In May 1963, Turnbow fought off an attack on his family and himself with rifle fire. Being consistent with the foundation of the freedom movement, Turnbow explained, “I wasn’t being non-nonviolent; I was just protectin’ my family.” In this instance, Turnbow exercised his right to private self-defense, just like Fannie Lou Hamer. On May 7, 1963, Turnbow and his wife Dee took their daughter to choir practice at 7:00 pm. The family returned home around 9:30 pm when Dee noticed an open vent in the kitchen ceiling. A quick search around the house was done, but nothing was found, so the Turnbow family slept. Around 3:00 am on May 8th, Turnbow was awakened by an explosion, flames, and smoke. His wife and daughter ran outside while two men started to shoot at Turnbow. With his .22 sixteen-shooter rifle in hand, Turnbow shot back at the two assailants until he emptied that .22 rifle. The two white men ran away while Turnbow and his family spent the next few hours getting the flames under control.
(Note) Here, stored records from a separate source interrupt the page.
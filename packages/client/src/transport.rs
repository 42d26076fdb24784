//! Transport adapter and response decoder.
//!
//! Every call funnels through [`RegistryBrokerClient::request`]: build the
//! URL from the normalized base, merge headers (defaults, then per-call),
//! send, read the body once.  A non-2xx status becomes a [`StatusError`]
//! whose body is recovered as far as possible; the error path itself never
//! fails on a malformed body.
//!
//! Decoding a 2xx body is a separate step so a schema mismatch surfaces as a
//! [`ParseError`] carrying the raw value, distinct from a broker rejection.

use registry_broker_api::Validate;
use registry_broker_core::{endpoint_url, QueryParams};
use reqwest::header::HeaderMap;
use reqwest::{Method, StatusCode};
use serde::de::DeserializeOwned;
use serde::Serialize;
use serde_json::{json, Value};
use tracing::debug;

use crate::client::RegistryBrokerClient;
use crate::error::{ClientError, ParseError, StatusError};

/// Optional parts of a request.
#[derive(Debug, Clone, Default)]
pub struct RequestParts {
    pub query: Option<QueryParams>,
    pub body: Option<Value>,
    /// Applied after the client's default headers; same-named headers win.
    pub headers: HeaderMap,
}

impl RequestParts {
    pub fn query(query: QueryParams) -> Self {
        Self {
            query: Some(query),
            ..Self::default()
        }
    }

    pub fn json<B: Serialize + ?Sized>(body: &B) -> Result<Self, ClientError> {
        let body = serde_json::to_value(body).map_err(|e| {
            ClientError::Config(format!("request body is not serializable: {e}"))
        })?;
        Ok(Self {
            body: Some(body),
            ..Self::default()
        })
    }
}

/// A successful (2xx) response with its body read.
#[derive(Debug, Clone)]
pub struct RawResponse {
    pub status: StatusCode,
    /// `Null` for an empty body.
    pub body: Value,
}

impl RegistryBrokerClient {
    /// Send one request to `path` (relative to the `/api/v1` base).
    pub async fn request(
        &self,
        method: Method,
        path: &str,
        parts: RequestParts,
    ) -> Result<RawResponse, ClientError> {
        let url = endpoint_url(&self.base_url, path, parts.query.as_ref());

        let mut headers = self.default_headers();
        for (name, value) in &parts.headers {
            headers.insert(name.clone(), value.clone());
        }

        debug!("transport: {method} {url}");
        let mut req = self.http.request(method, &url).headers(headers);
        if let Some(body) = &parts.body {
            req = req.json(body);
        }

        let response = req.send().await?;
        let status = response.status();

        if !status.is_success() {
            debug!("transport: {url} returned {status}");
            let body = match response.bytes().await {
                Ok(bytes) => read_body(&bytes),
                Err(e) => json!({ "parseError": format!("body could not be read: {e}") }),
            };
            return Err(StatusError::new(status, body).into());
        }

        let bytes = response.bytes().await?;
        Ok(RawResponse {
            status,
            body: read_body(&bytes),
        })
    }

    pub(crate) async fn get_json<T: DeserializeOwned>(
        &self,
        path: &str,
        query: Option<QueryParams>,
        context: &str,
    ) -> Result<T, ClientError> {
        let parts = RequestParts {
            query,
            ..RequestParts::default()
        };
        let raw = self.request(Method::GET, path, parts).await?;
        decode(raw.body, context)
    }

    pub(crate) async fn send_json<T, B>(
        &self,
        method: Method,
        path: &str,
        body: &B,
        context: &str,
    ) -> Result<T, ClientError>
    where
        T: DeserializeOwned,
        B: Serialize + ?Sized,
    {
        let raw = self.request(method, path, RequestParts::json(body)?).await?;
        decode(raw.body, context)
    }
}

/// Recover a body as JSON, else text, else a synthetic parse-error record.
pub(crate) fn read_body(bytes: &[u8]) -> Value {
    if bytes.iter().all(u8::is_ascii_whitespace) {
        return Value::Null;
    }
    match serde_json::from_slice::<Value>(bytes) {
        Ok(value) => value,
        Err(json_err) => match std::str::from_utf8(bytes) {
            Ok(text) => Value::String(text.to_string()),
            Err(utf8_err) => json!({
                "parseError": format!("body is neither JSON ({json_err}) nor text ({utf8_err})")
            }),
        },
    }
}

/// Decode a 2xx body into `T`.
pub fn decode<T: DeserializeOwned>(raw: Value, context: &str) -> Result<T, ClientError> {
    match serde_json::from_value::<T>(raw.clone()) {
        Ok(value) => Ok(value),
        Err(e) => Err(ParseError {
            context: context.to_string(),
            cause: e.to_string(),
            raw,
        }
        .into()),
    }
}

/// Decode a 2xx body into `T` and check its cross-field invariants.
pub fn decode_validated<T>(raw: Value, context: &str) -> Result<T, ClientError>
where
    T: DeserializeOwned + Validate,
{
    let value: T = decode(raw.clone(), context)?;
    match value.validate() {
        Ok(()) => Ok(value),
        Err(cause) => Err(ParseError {
            context: context.to_string(),
            cause,
            raw,
        }
        .into()),
    }
}

// ── Tests ─────────────────────────────────────────────────────────────────────

#[cfg(test)]
mod tests {
    use super::*;

    use axum::http::StatusCode as AxumStatus;
    use axum::response::IntoResponse;
    use axum::{routing::get, Json, Router};
    use registry_broker_api::SearchResponse;
    use tokio::net::TcpListener;

    use crate::config::ClientConfig;

    async fn spawn_mock_server(router: Router) -> String {
        let listener = TcpListener::bind("127.0.0.1:0").await.unwrap();
        let addr = listener.local_addr().unwrap();
        tokio::spawn(async move {
            axum::serve(listener, router).await.unwrap();
        });
        format!("http://{addr}")
    }

    fn client(base: &str) -> RegistryBrokerClient {
        RegistryBrokerClient::new(ClientConfig::new(base)).unwrap()
    }

    #[test]
    fn body_recovery_degrades_gracefully() {
        assert_eq!(read_body(b""), Value::Null);
        assert_eq!(read_body(br#"{"a":1}"#), json!({"a": 1}));
        assert_eq!(read_body(b"Bad Gateway"), json!("Bad Gateway"));
        let binary = read_body(&[0xff, 0xfe, 0x00]);
        assert!(binary["parseError"].is_string());
    }

    #[test]
    fn schema_mismatch_is_a_parse_error() {
        let err = decode::<SearchResponse>(json!({"hits": 3}), "search response").unwrap_err();
        match err {
            ClientError::Parse(e) => {
                assert_eq!(e.context, "search response");
                assert_eq!(e.raw, json!({"hits": 3}));
            }
            other => panic!("expected parse error, got {other:?}"),
        }
    }

    #[tokio::test]
    async fn every_base_variant_reaches_the_versioned_path() {
        let app = Router::new().route(
            "/api/v1/stats",
            get(|| async { Json(json!({"totalAgents": 7})) }),
        );
        let base = spawn_mock_server(app).await;

        for variant in [format!("{base}/api"), format!("{base}/api/"), base.clone()] {
            let raw = client(&variant)
                .request(Method::GET, "/stats", RequestParts::default())
                .await
                .unwrap();
            assert_eq!(raw.body["totalAgents"], 7);
        }
    }

    #[tokio::test]
    async fn non_2xx_with_text_body_yields_status_error() {
        let app = Router::new().route(
            "/api/v1/stats",
            get(|| async { (AxumStatus::SERVICE_UNAVAILABLE, "maintenance").into_response() }),
        );
        let base = spawn_mock_server(app).await;

        let err = client(&base)
            .request(Method::GET, "/stats", RequestParts::default())
            .await
            .unwrap_err();
        match err {
            ClientError::Status(e) => {
                assert_eq!(e.status, StatusCode::SERVICE_UNAVAILABLE);
                assert_eq!(e.body, json!("maintenance"));
            }
            other => panic!("expected status error, got {other:?}"),
        }
    }

    #[tokio::test]
    async fn truncated_error_body_still_yields_status_error() {
        // Promises 512 bytes, sends a few, then hangs up.
        let listener = TcpListener::bind("127.0.0.1:0").await.unwrap();
        let addr = listener.local_addr().unwrap();
        tokio::spawn(async move {
            use tokio::io::{AsyncReadExt, AsyncWriteExt};
            let (mut socket, _) = listener.accept().await.unwrap();
            let mut buf = [0u8; 4096];
            let _ = socket.read(&mut buf).await;
            socket
                .write_all(
                    b"HTTP/1.1 502 Bad Gateway\r\ncontent-type: application/json\r\n\
                      content-length: 512\r\n\r\n{\"error\":",
                )
                .await
                .unwrap();
            socket.shutdown().await.unwrap();
        });

        let err = client(&format!("http://{addr}"))
            .request(Method::GET, "/stats", RequestParts::default())
            .await
            .unwrap_err();
        match err {
            ClientError::Status(e) => {
                assert_eq!(e.status, StatusCode::BAD_GATEWAY);
                assert!(e.body["parseError"].is_string(), "body: {}", e.body);
            }
            other => panic!("expected status error, got {other:?}"),
        }
    }

    #[tokio::test]
    async fn per_call_headers_override_defaults() {
        let app = Router::new().route(
            "/api/v1/echo",
            get(|headers: axum::http::HeaderMap| async move {
                let value = headers
                    .get("x-account-id")
                    .and_then(|v| v.to_str().ok())
                    .unwrap_or_default()
                    .to_string();
                Json(json!({ "account": value }))
            }),
        );
        let base = spawn_mock_server(app).await;

        let client = client(&base);
        client.set_default_header("x-account-id", "0.0.1").unwrap();

        let mut parts = RequestParts::default();
        parts
            .headers
            .insert("x-account-id", "0.0.9".parse().unwrap());
        let raw = client.request(Method::GET, "/echo", parts).await.unwrap();
        assert_eq!(raw.body["account"], "0.0.9");

        let raw = client
            .request(Method::GET, "/echo", RequestParts::default())
            .await
            .unwrap();
        assert_eq!(raw.body["account"], "0.0.1");
    }
}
Sheriff Smith, accompanied by a deputy and FBI agent, arrived at the scene at 9:00 am. Bob Moses, a non-Mississippi voter registration worker, was also on the investigation scene, taking pictures of the fire. An investigator told Moses to stop taking pictures, and he was immediately arrested for interfering with the investigation after taking Sheriff Smith’s picture. Turnbow and several other SNCC workers were later charged with arson and arrested by Smith. The only evidence at the preliminary hearing was a testimony given by Sheriff Smith. County Attorney Pat M. Barrett said he was “not a demolition expert,” but “it just couldn’t have happened. There is no way on God’s earth for that situation to have happened like he said it happened.” As a result of the case, Turnbow was bound over under a $500 bond by the Holmes County Grand Jury. The charges against the other SNCC workers were dismissed for lack of evidence after they spent five nights in jail.
In April 1964, the Mississippi Freedom Democratic Party (MFDP) was founded. Turnbow was elected delegate of the Mississippi Freedom Democratic Party (MFDP) at the 1964 Democratic National Convention in Atlantic City, New Jersey, where he testified his accounts of voter suppression. Turnbow once confronted Martin Luther King Jr., informing him: “This nonviolent stuff ain’t no good. It’ll get you killed.” SNCC’s Joyce Ladner accompanied Turnbow and his wife in Atlantic City for the 1964 Democratic National Convention. She recalls, “Mrs. Turnbow always carried a little brown paper bag. She had a pistol in it.
But she didn’t trust those people. People had tried to firebomb her home so that she might have been in the presence of a senator and a congresswoman, but she carried a gun. Hartman Turnbow died on August 15, 1988, at Methodist Hospital of Middle Mississippi in Lexington at 83. His funeral was held on August 24 at the Rock of Ages Church of God in Christ in Tchula. Elder Fred Wade officiated with interment in the Pinkston Cemetery north of Lexington.